**TASK**
For the material below, return exactly the lines starting at the line containing "async fn main()" and ending at the line containing "let mut config = AppConfig::load()?;", both ends included, and no others.

**RECORD SET**

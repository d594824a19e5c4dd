//! Maps the V5 controller onto the flight-stick model the teleop logic reads.
//!
//! | V5 control         | joystick          |
//! |--------------------|-------------------|
//! | left stick X / Y   | `x` / `y`         |
//! | right stick X      | `twist`           |
//! | right stick Y      | `throttle`        |
//! | D-pad              | POV hat           |
//!
//! Face and shoulder buttons take flight-stick numbers: R2 is 1 (the
//! trigger), L2 3, B 4, L1 5, X 6, A 10, Y 11 and R1 12.
//!
//! Unlike a flight-stick throttle lever, the right stick springs back to
//! centre. Released, it reads 0 and the robot drives at half speed. Full
//! speed needs the right stick held fully up, and holding it fully down
//! stops the drive.

use mecanum_teleop::input::{Button, ButtonSet, JoystickState, Pov};
use vexide::devices::controller::{ButtonState, ControllerState};

fn button_numbers(state: &ControllerState) -> [(&ButtonState, u8); 8] {
    [
        (&state.button_r2, 1),
        (&state.button_l2, 3),
        (&state.button_b, 4),
        (&state.button_l1, 5),
        (&state.button_x, 6),
        (&state.button_a, 10),
        (&state.button_y, 11),
        (&state.button_r1, 12),
    ]
}

pub fn joystick_state(state: &ControllerState) -> JoystickState {
    let buttons: ButtonSet = button_numbers(state)
        .into_iter()
        .filter(|(button, _)| button.is_pressed())
        .map(|(_, number)| Button::new(number))
        .collect();
    JoystickState {
        x: state.left_stick.x(),
        // V5 sticks read positive when pushed away from the driver
        y: -state.left_stick.y(),
        twist: state.right_stick.x(),
        // springs back to centre (half speed) when released
        throttle: state.right_stick.y(),
        pov: Pov::from_dpad(
            state.button_up.is_pressed(),
            state.button_right.is_pressed(),
            state.button_down.is_pressed(),
            state.button_left.is_pressed(),
        ),
        buttons,
    }
}

/// D-pad left or right was just pressed. Only read while disabled, when the
/// POV hat has no other job.
pub fn selector_toggle_requested(state: &ControllerState) -> bool {
    state.button_left.is_now_pressed() || state.button_right.is_now_pressed()
}
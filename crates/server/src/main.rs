//! Api Tester - diagnostic service for Kubernetes probes and autoscaling
//!
//! Runs as a regular Deployment and lets an operator flip readiness and
//! liveness, or exhaust memory and CPU, to watch how the cluster reacts.

use anyhow::Result;
use api_tester::{api, config::AppConfig};
use std::sync::Arc;
use tester_lib::{HealthState, StructuredLogger};
use tracing::info;
use tracing_subscriber::{fmt, prelude::*, EnvFilter};

#[tokio::main]
async fn main() -> Result<()> {
    // Initialize tracing with JSON output and env filter
    tracing_subscriber::registry()
        .with(EnvFilter::try_from_default_env().unwrap_or_else(|_| EnvFilter::new("info")))
        .with(fmt::layer().json())
        .init();

    info!("Starting api-tester");

    let mut config = AppConfig::load()?;
    config.apply_datasource_secret();
    info!(
        version = %config.version,
        profile = %config.profile,
        role = %config.role,
        "Api tester configured"
    );

    let health = HealthState::new();
    let logger = StructuredLogger::default();
    let port = config.server_port;
    let app_state = Arc::new(api::AppState::new(config, health.clone(), logger.clone()));

    let listener = api::bind(port).await?;

    // Startup is complete once the listener is bound
    health.mark_started();
    logger.log_startup(&app_state.config.version, &app_state.config.profile, port);

    tokio::select! {
        result = api::serve(listener, app_state) => result?,
        _ = tokio::signal::ctrl_c() => {
            logger.log_shutdown("SIGINT received");
            info!("Shutting down");
        }
    }

    Ok(())
}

**ANSWER TO THIS PROBLEM**
async fn main() -> Result<()> {
    // Initialize tracing with JSON output and env filter
    tracing_subscriber::registry()
        .with(EnvFilter::try_from_default_env().unwrap_or_else(|_| EnvFilter::new("info")))
        .with(fmt::layer().json())
        .init();

    info!("Starting api-tester");

    let mut config = AppConfig::load()?;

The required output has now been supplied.